Other financial service providers, including leasing companies and insurance providers, comprise only a negligible part of Tunisia’s financial sector. Insurance company premiums represent less than 2% of the country’s GDP. Digital finance, the provision of financial services through electronic means, has seen some progress in recent years, with four services on the market. These products, however, offer limited services, lack inter-operability, and have seen limited uptake. Remarkably, less than 4% of Tunisians use mobile financial services.

Looking ahead, the opportunities for financial inclusion in Tunisia are significant.

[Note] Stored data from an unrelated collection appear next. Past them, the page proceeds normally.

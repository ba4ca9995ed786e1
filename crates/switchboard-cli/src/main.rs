//! switchboard - route a prompt through the provider fallback chain
//!
//! Results are printed to stdout as JSON; logs go to stderr.

use std::path::PathBuf;

use anyhow::{Context, Result};
use clap::{Parser, Subcommand};
use tracing_subscriber::layer::SubscriberExt;
use tracing_subscriber::util::SubscriberInitExt;
use tracing_subscriber::EnvFilter;

use switchboard_core::ProviderId;
use switchboard_runtime::{FallbackRouter, RouterConfig};

mod commands;

/// switchboard - multi-provider text generation with fallback
#[derive(Parser, Debug)]
#[command(name = "switchboard")]
#[command(version, about, long_about = None)]
struct Cli {
    /// Path to a YAML router configuration
    #[arg(short, long)]
    config: Option<PathBuf>,

    /// Log filter (trace, debug, info, warn, error); defaults to RUST_LOG, then warn
    #[arg(long)]
    log_level: Option<String>,

    #[command(subcommand)]
    command: Commands,
}

#[derive(Subcommand, Debug)]
enum Commands {
    /// Generate a response, falling back across providers
    Ask {
        /// The user's message
        message: String,

        /// Domain tag selecting the prompt template
        #[arg(short, long, default_value = "dialogue")]
        domain: String,

        /// Provider to try first (openai, anthropic, google, huggingface)
        #[arg(short, long)]
        prefer: Option<ProviderId>,

        /// Include the per-provider attempt log
        #[arg(long)]
        trace: bool,
    },

    /// Print the prompt that would be sent, without calling anything
    Prompt {
        /// The user's message
        message: String,

        /// Domain tag selecting the prompt template
        #[arg(short, long, default_value = "dialogue")]
        domain: String,
    },

    /// List registered providers and the resulting try-order
    Providers {
        /// Provider to try first
        #[arg(short, long)]
        prefer: Option<ProviderId>,
    },
}

fn init_logging(level: Option<&str>) {
    let filter = match level {
        Some(level) => EnvFilter::try_new(level).unwrap_or_else(|_| EnvFilter::new("warn")),
        None => EnvFilter::try_from_default_env().unwrap_or_else(|_| EnvFilter::new("warn")),
    };

    tracing_subscriber::registry()
        .with(filter)
        .with(
            tracing_subscriber::fmt::layer()
                .with_target(false)
                .with_writer(std::io::stderr),
        )
        .init();
}

fn load_config(path: Option<&PathBuf>) -> Result<RouterConfig> {
    match path {
        Some(path) => RouterConfig::from_file(path)
            .with_context(|| format!("Failed to load config from {}", path.display())),
        None => Ok(RouterConfig::default()),
    }
}

#[tokio::main]
async fn main() -> Result<()> {
    let cli = Cli::parse();
    init_logging(cli.log_level.as_deref());

    match cli.command {
        Commands::Ask {
            message,
            domain,
            prefer,
            trace,
        } => {
            let config = load_config(cli.config.as_ref())?;
            let router = FallbackRouter::from_config(&config);
            let reply = commands::ask(&router, &message, &domain, prefer, trace).await;
            commands::print_json(&reply)?;
        }
        Commands::Prompt { message, domain } => {
            let message = commands::validate_message(&message)?;
            println!("{}", commands::prompt(message, &domain));
        }
        Commands::Providers { prefer } => {
            let config = load_config(cli.config.as_ref())?;
            let router = FallbackRouter::from_config(&config);
            commands::print_json(&commands::providers(&router, prefer))?;
        }
    }

    Ok(())
}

There remain, however, a number of structural and short-term challenges to overcome. Expanding beyond microcredit to develop savings, micro-insurance, and payment services would require:

  • identifying a high-level advocate for financial inclusion;
  • coordinating a national financial inclusion strategy;
  • conducting a thorough market study to obtain nationally-representative and up-to-date data on market characteristics;
  • clarifying the role of different public and private actors in the market (e.g., Tunisian Post, banks, microfinance institutions, mobile network operators, among others);
  • and finally, developing a robust consumer protection framework to manage sectoral growth and address ongoing challenges.

Overall, financial inclusion can be an important mechanism to promote economic growth and provide a better future for low-income Tunisians. Progress will require public and private actors to work together beyond their narrow institutional interests to pursue reform through concerted action. But—given the recent reforms in the microfinance industry, the reach of the Tunisia postal savings system, and recent opportunities to expand digital finance—Tunisia has the opportunity to set the example for other countries in the region, providing much needed hope for micro-financing in Tunisia and beyond.


[1] The Findex survey, developed by the World Bank with financing from the Gates Foundation, is based on representative surveys of the population covering 148 countries and comprising a series of indicators on the use of financial services.